BEGIN
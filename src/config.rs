use color_eyre::{eyre::eyre, Result};
use serde::Deserialize;
use std::path::{Path, PathBuf};
use std::time::Duration;

use crate::cache::RetryPolicy;

/// Environment variable that overrides `api.base_url`
pub const API_URL_ENV: &str = "TAXDESK_API_URL";

/// Rows-per-page choices offered by the table
pub const PAGE_SIZES: &[usize] = &[5, 10, 20, 30, 50];

#[derive(Debug, Clone, Default, Deserialize)]
#[serde(default)]
pub struct Config {
  /// Header title
  pub title: Option<String>,
  pub api: ApiConfig,
  pub cache: CacheConfig,
  pub table: TableConfig,
  pub log: LogConfig,
}

#[derive(Debug, Clone, Deserialize)]
#[serde(default)]
pub struct ApiConfig {
  pub base_url: String,
  pub records_path: String,
  pub countries_path: String,
}

impl Default for ApiConfig {
  fn default() -> Self {
    Self {
      base_url: String::new(),
      records_path: "/taxes".to_string(),
      countries_path: "/countries".to_string(),
    }
  }
}

#[derive(Debug, Clone, Deserialize)]
#[serde(default)]
pub struct CacheConfig {
  /// Extra attempts after a failed load
  pub retry_attempts: u32,
  pub retry_base_delay_ms: u64,
  pub retry_max_delay_ms: u64,
  /// Records are refetched on every request by default
  pub records_stale_secs: u64,
  /// Countries change rarely
  pub countries_stale_secs: u64,
}

impl Default for CacheConfig {
  fn default() -> Self {
    Self {
      retry_attempts: 2,
      retry_base_delay_ms: 1000,
      retry_max_delay_ms: 30_000,
      records_stale_secs: 0,
      countries_stale_secs: 30 * 60,
    }
  }
}

impl CacheConfig {
  pub fn retry_policy(&self) -> RetryPolicy {
    RetryPolicy {
      attempts: self.retry_attempts,
      base_delay: Duration::from_millis(self.retry_base_delay_ms),
      max_delay: Duration::from_millis(self.retry_max_delay_ms),
    }
  }

  pub fn records_stale_time(&self) -> Duration {
    Duration::from_secs(self.records_stale_secs)
  }

  pub fn countries_stale_time(&self) -> Duration {
    Duration::from_secs(self.countries_stale_secs)
  }
}

#[derive(Debug, Clone, Deserialize)]
#[serde(default)]
pub struct TableConfig {
  pub page_size: usize,
}

impl Default for TableConfig {
  fn default() -> Self {
    Self {
      page_size: PAGE_SIZES[0],
    }
  }
}

#[derive(Debug, Clone, Default, Deserialize)]
#[serde(default)]
pub struct LogConfig {
  /// Directory for log files, `~` expands to home (default: $XDG_DATA_HOME/taxdesk)
  pub directory: Option<PathBuf>,
}

impl Config {
  /// Load configuration from file.
  ///
  /// Search order:
  /// 1. Explicit path if provided
  /// 2. ./taxdesk.yaml (current directory)
  /// 3. $XDG_CONFIG_HOME/taxdesk/config.yaml
  ///
  /// Falls back to defaults when no file exists. `TAXDESK_API_URL` overrides
  /// the base URL from the file.
  pub fn load(explicit_path: Option<&Path>) -> Result<Self> {
    let path = if let Some(p) = explicit_path {
      if p.exists() {
        Some(p.to_path_buf())
      } else {
        return Err(eyre!("Config file not found: {}", p.display()));
      }
    } else {
      Self::find_config_file()
    };

    let mut config = match path {
      Some(p) => Self::load_from_path(&p)?,
      None => Config::default(),
    };

    if let Ok(url) = std::env::var(API_URL_ENV) {
      if !url.trim().is_empty() {
        config.api.base_url = url;
      }
    }

    Ok(config)
  }

  fn find_config_file() -> Option<PathBuf> {
    // Check current directory
    let local = PathBuf::from("taxdesk.yaml");
    if local.exists() {
      return Some(local);
    }

    // Check XDG config directory
    if let Some(config_dir) = dirs::config_dir() {
      let xdg_path = config_dir.join("taxdesk").join("config.yaml");
      if xdg_path.exists() {
        return Some(xdg_path);
      }
    }

    None
  }

  fn load_from_path(path: &Path) -> Result<Self> {
    let contents = std::fs::read_to_string(path)
      .map_err(|e| eyre!("Failed to read config file {}: {}", path.display(), e))?;

    Self::parse(&contents)
      .map_err(|e| eyre!("Failed to parse config file {}: {}", path.display(), e))
  }

  fn parse(contents: &str) -> Result<Self> {
    if contents.trim().is_empty() {
      return Ok(Config::default());
    }
    Ok(serde_yaml::from_str(contents)?)
  }

  /// Check the settings that have no usable default
  pub fn validate(&self) -> Result<()> {
    if self.api.base_url.trim().is_empty() {
      return Err(eyre!(
        "No API base URL configured. Set api.base_url in taxdesk.yaml, \
         export {} or pass --api-url.",
        API_URL_ENV
      ));
    }
    if self.table.page_size == 0 {
      return Err(eyre!("table.page_size must be greater than zero"));
    }
    Ok(())
  }

  /// Header title
  pub fn title(&self) -> &str {
    self.title.as_deref().unwrap_or("Tax Management")
  }
}

#[cfg(test)]
mod tests {
  use super::*;

  #[test]
  fn test_defaults() {
    let config = Config::parse("").unwrap();
    assert_eq!(config.api.records_path, "/taxes");
    assert_eq!(config.api.countries_path, "/countries");
    assert_eq!(config.cache.retry_attempts, 2);
    assert_eq!(config.cache.countries_stale_time(), Duration::from_secs(1800));
    assert_eq!(config.table.page_size, 5);
    assert_eq!(config.title(), "Tax Management");
  }

  #[test]
  fn test_partial_file_keeps_defaults() {
    let config = Config::parse(
      "title: Customers\napi:\n  base_url: https://example.test\ncache:\n  retry_attempts: 0\n",
    )
    .unwrap();
    assert_eq!(config.title(), "Customers");
    assert_eq!(config.api.base_url, "https://example.test");
    assert_eq!(config.api.records_path, "/taxes");
    assert_eq!(config.cache.retry_attempts, 0);
    assert_eq!(config.cache.retry_base_delay_ms, 1000);
    assert!(config.validate().is_ok());
  }

  #[test]
  fn test_missing_base_url_is_rejected() {
    let config = Config::default();
    assert!(config.validate().is_err());
  }

  #[test]
  fn test_zero_page_size_is_rejected() {
    let config = Config::parse("api:\n  base_url: https://x.test\ntable:\n  page_size: 0\n").unwrap();
    assert!(config.validate().is_err());
  }

  #[test]
  fn test_retry_policy_from_config() {
    let policy = CacheConfig::default().retry_policy();
    assert_eq!(policy.attempts, 2);
    assert_eq!(policy.base_delay, Duration::from_secs(1));
    assert_eq!(policy.max_delay, Duration::from_secs(30));
  }

  #[test]
  fn test_explicit_missing_path_errors() {
    let result = Config::load(Some(Path::new("/nonexistent/taxdesk.yaml")));
    assert!(result.is_err());
  }
}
END
EXERCISE BRIEF -> Search term "ApiConfig": return each line of the data that contains it.

EXERCISE ANSWER ->
  pub api: ApiConfig,
pub struct ApiConfig {
impl Default for ApiConfig {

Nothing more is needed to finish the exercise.